** AIM OF THE EXERCISE **
In the entries below, find each line with the string "serializer" and copy it.

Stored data

_____

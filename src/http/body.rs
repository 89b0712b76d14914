//! Request bodies and per-request encoding
//!
//! The encoding of a request is decided once, from the active header lines and
//! from whether the body carries a file payload:
//!
//! 1. A file payload disables every conversion; the body goes out as a
//!    multipart form.
//! 2. Otherwise a structured body is URL-encoded if the headers declare
//!    `application/x-www-form-urlencoded`, else JSON-encoded if they declare
//!    `application/json`. URL encoding wins when both are declared.
//! 3. If the headers declare `application/xml`, the body must be text that
//!    starts with an XML declaration.

use super::transport::TransportBody;
use crate::auth::HeaderSet;
use crate::error::{Error, Result};
use crate::types::{JsonObject, JsonValue};
use serde::Serialize;
use std::fmt;
use std::path::Path;
use url::form_urlencoded;

const URL_ENCODED_MIME: &str = "application/x-www-form-urlencoded";
const JSON_MIME: &str = "application/json";
const XML_MIME: &str = "application/xml";

// ============================================================================
// Body types
// ============================================================================

/// Raw file content sent as one part of a multipart form
#[derive(Clone, PartialEq, Eq)]
pub struct FilePart {
    /// File name reported in the part's disposition
    pub file_name: String,
    /// Part MIME type; the transport picks a default when absent
    pub mime_type: Option<String>,
    /// File bytes
    pub content: Vec<u8>,
}

impl FilePart {
    /// Create a file part from in-memory bytes
    pub fn new(file_name: impl Into<String>, content: impl Into<Vec<u8>>) -> Self {
        Self {
            file_name: file_name.into(),
            mime_type: None,
            content: content.into(),
        }
    }

    /// Set the part MIME type
    #[must_use]
    pub fn with_mime(mut self, mime_type: impl Into<String>) -> Self {
        self.mime_type = Some(mime_type.into());
        self
    }

    /// Read a file from disk; the part is named after the file
    pub fn from_path(path: impl AsRef<Path>) -> Result<Self> {
        let path = path.as_ref();
        let content = std::fs::read(path)?;
        let file_name = path
            .file_name()
            .map(|n| n.to_string_lossy().into_owned())
            .unwrap_or_else(|| "file".to_string());
        Ok(Self::new(file_name, content))
    }
}

impl fmt::Debug for FilePart {
    fn fmt(&self, f: &mut fmt::Formatter<'_>) -> fmt::Result {
        f.debug_struct("FilePart")
            .field("file_name", &self.file_name)
            .field("mime_type", &self.mime_type)
            .field("len", &self.content.len())
            .finish()
    }
}

/// One value of a structured body
#[derive(Debug, Clone, PartialEq)]
pub enum BodyValue {
    /// Plain JSON value
    Json(JsonValue),
    /// File upload
    File(FilePart),
}

impl From<JsonValue> for BodyValue {
    fn from(value: JsonValue) -> Self {
        BodyValue::Json(value)
    }
}

impl From<FilePart> for BodyValue {
    fn from(part: FilePart) -> Self {
        BodyValue::File(part)
    }
}

/// Body handed to the client for one request
#[derive(Debug, Clone, Default, PartialEq)]
pub enum RequestBody {
    /// No body
    #[default]
    Empty,
    /// Text sent as-is
    Text(String),
    /// Structured mapping, in insertion order
    Fields(Vec<(String, BodyValue)>),
}

impl RequestBody {
    /// Start an empty structured body
    pub fn fields() -> Self {
        RequestBody::Fields(Vec::new())
    }

    /// Add a JSON field. Turns a non-structured body into a structured one.
    #[must_use]
    pub fn field(self, name: impl Into<String>, value: impl Into<JsonValue>) -> Self {
        self.push(name.into(), BodyValue::Json(value.into()))
    }

    /// Add a file field. Turns a non-structured body into a structured one.
    #[must_use]
    pub fn file(self, name: impl Into<String>, part: FilePart) -> Self {
        self.push(name.into(), BodyValue::File(part))
    }

    fn push(self, name: String, value: BodyValue) -> Self {
        let mut fields = match self {
            RequestBody::Fields(fields) => fields,
            RequestBody::Empty | RequestBody::Text(_) => Vec::new(),
        };
        fields.push((name, value));
        RequestBody::Fields(fields)
    }

    /// Whether any field is a file upload
    pub fn has_file(&self) -> bool {
        match self {
            RequestBody::Fields(fields) => fields
                .iter()
                .any(|(_, value)| matches!(value, BodyValue::File(_))),
            RequestBody::Empty | RequestBody::Text(_) => false,
        }
    }
}

impl From<&str> for RequestBody {
    fn from(text: &str) -> Self {
        RequestBody::Text(text.to_string())
    }
}

impl From<String> for RequestBody {
    fn from(text: String) -> Self {
        RequestBody::Text(text)
    }
}

impl From<JsonObject> for RequestBody {
    fn from(map: JsonObject) -> Self {
        RequestBody::Fields(
            map.into_iter()
                .map(|(key, value)| (key, BodyValue::Json(value)))
                .collect(),
        )
    }
}

/// Objects become structured bodies, `null` becomes empty, anything else is
/// sent as its JSON text.
///
/// Only objects take part in URL or JSON encoding. An array is already text
/// by the time the encoding is chosen, so `["a","b"]` goes out verbatim even
/// when the headers declare `application/x-www-form-urlencoded`.
impl From<JsonValue> for RequestBody {
    fn from(value: JsonValue) -> Self {
        match value {
            JsonValue::Object(map) => map.into(),
            JsonValue::Null => RequestBody::Empty,
            JsonValue::String(text) => RequestBody::Text(text),
            other => RequestBody::Text(other.to_string()),
        }
    }
}

impl From<Option<RequestBody>> for RequestBody {
    fn from(body: Option<RequestBody>) -> Self {
        body.unwrap_or_default()
    }
}

// ============================================================================
// Encoding decision
// ============================================================================

/// Encoding the executor applied to the last request body
#[derive(Debug, Clone, Copy, PartialEq, Eq, Serialize)]
#[serde(rename_all = "snake_case")]
pub enum BodyEncoding {
    /// Sent as-is
    Raw,
    /// `key=value&...`
    UrlEncoded,
    /// Compact JSON text
    Json,
    /// Validated XML text
    Xml,
    /// Multipart form built by the transport
    Multipart,
}

/// Content categories declared by the header lines.
///
/// Several may be set at once; each is a plain substring match over every
/// header line.
#[derive(Debug, Clone, Copy, Default, PartialEq, Eq)]
pub struct EncodingFlags {
    pub url_encoded: bool,
    pub json: bool,
    pub xml: bool,
}

impl EncodingFlags {
    /// Scan the header lines once
    pub fn from_headers(headers: &HeaderSet) -> Self {
        Self {
            url_encoded: headers.contains_text(URL_ENCODED_MIME),
            json: headers.contains_text(JSON_MIME),
            xml: headers.contains_text(XML_MIME),
        }
    }
}

/// Body ready for the transport, with the encoding that produced it
#[derive(Debug, Clone, PartialEq)]
pub struct EncodedBody {
    pub encoding: BodyEncoding,
    pub body: TransportBody,
}

/// Apply the encoding rules to a body.
///
/// Fails with [`Error::InvalidXmlBody`] when XML is declared and the final
/// body is not text starting with `<?xml` (any case).
pub fn encode_body(body: RequestBody, flags: EncodingFlags) -> Result<EncodedBody> {
    let has_file = body.has_file();
    let mut encoding = BodyEncoding::Raw;

    let body = match body {
        RequestBody::Fields(fields) if !has_file && flags.url_encoded => {
            encoding = BodyEncoding::UrlEncoded;
            RequestBody::Text(url_encode(&fields))
        }
        RequestBody::Fields(fields) if !has_file && flags.json => {
            encoding = BodyEncoding::Json;
            RequestBody::Text(json_encode(fields)?)
        }
        other => other,
    };

    if flags.xml {
        match &body {
            RequestBody::Text(text) if has_xml_declaration(text) => {
                if encoding == BodyEncoding::Raw {
                    encoding = BodyEncoding::Xml;
                }
            }
            _ => return Err(Error::InvalidXmlBody),
        }
    }

    let body = match body {
        RequestBody::Empty => TransportBody::Empty,
        RequestBody::Text(text) => TransportBody::Bytes(text.into_bytes()),
        RequestBody::Fields(fields) => {
            encoding = BodyEncoding::Multipart;
            TransportBody::Form(fields)
        }
    };

    Ok(EncodedBody { encoding, body })
}

/// Whether text starts with an XML declaration, ignoring case
pub fn has_xml_declaration(text: &str) -> bool {
    text.get(..5)
        .is_some_and(|prefix| prefix.eq_ignore_ascii_case("<?xml"))
}

/// Form-encode a structured body. Nested values flatten to bracketed keys,
/// `null` values are left out and file fields are ignored.
pub fn url_encode(fields: &[(String, BodyValue)]) -> String {
    let mut serializer = form_urlencoded::Serializer::new(String::new());
    for (key, value) in fields {
        if let BodyValue::Json(value) = value {
            append_flattened(&mut serializer, key, value);
        }
    }
    serializer.finish()
}

fn append_flattened(
    serializer: &mut form_urlencoded::Serializer<'_, String>,
    key: &str,
    value: &JsonValue,
) {
    match value {
        JsonValue::Null => {}
        JsonValue::Bool(flag) => {
            serializer.append_pair(key, if *flag { "true" } else { "false" });
        }
        JsonValue::Number(number) => {
            serializer.append_pair(key, &number.to_string());
        }
        JsonValue::String(text) => {
            serializer.append_pair(key, text);
        }
        JsonValue::Array(items) => {
            for (index, item) in items.iter().enumerate() {
                append_flattened(serializer, &format!("{key}[{index}]"), item);
            }
        }
        JsonValue::Object(map) => {
            for (name, item) in map {
                append_flattened(serializer, &format!("{key}[{name}]"), item);
            }
        }
    }
}

/// Compact JSON for a structured body. Later duplicates of a key win.
pub fn json_encode(fields: Vec<(String, BodyValue)>) -> Result<String> {
    let map: JsonObject = fields
        .into_iter()
        .filter_map(|(key, value)| match value {
            BodyValue::Json(value) => Some((key, value)),
            BodyValue::File(_) => None,
        })
        .collect();
    serde_json::to_string(&JsonValue::Object(map)).map_err(|e| Error::encoding(e.to_string()))
}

_____

** RESPONSE TO THIS EXERCISE **
    let mut serializer = form_urlencoded::Serializer::new(String::new());
            append_flattened(&mut serializer, key, value);
    serializer.finish()
    serializer: &mut form_urlencoded::Serializer<'_, String>,
            serializer.append_pair(key, if *flag { "true" } else { "false" });
            serializer.append_pair(key, &number.to_string());
            serializer.append_pair(key, text);
                append_flattened(serializer, &format!("{key}[{index}]"), item);
                append_flattened(serializer, &format!("{key}[{name}]"), item);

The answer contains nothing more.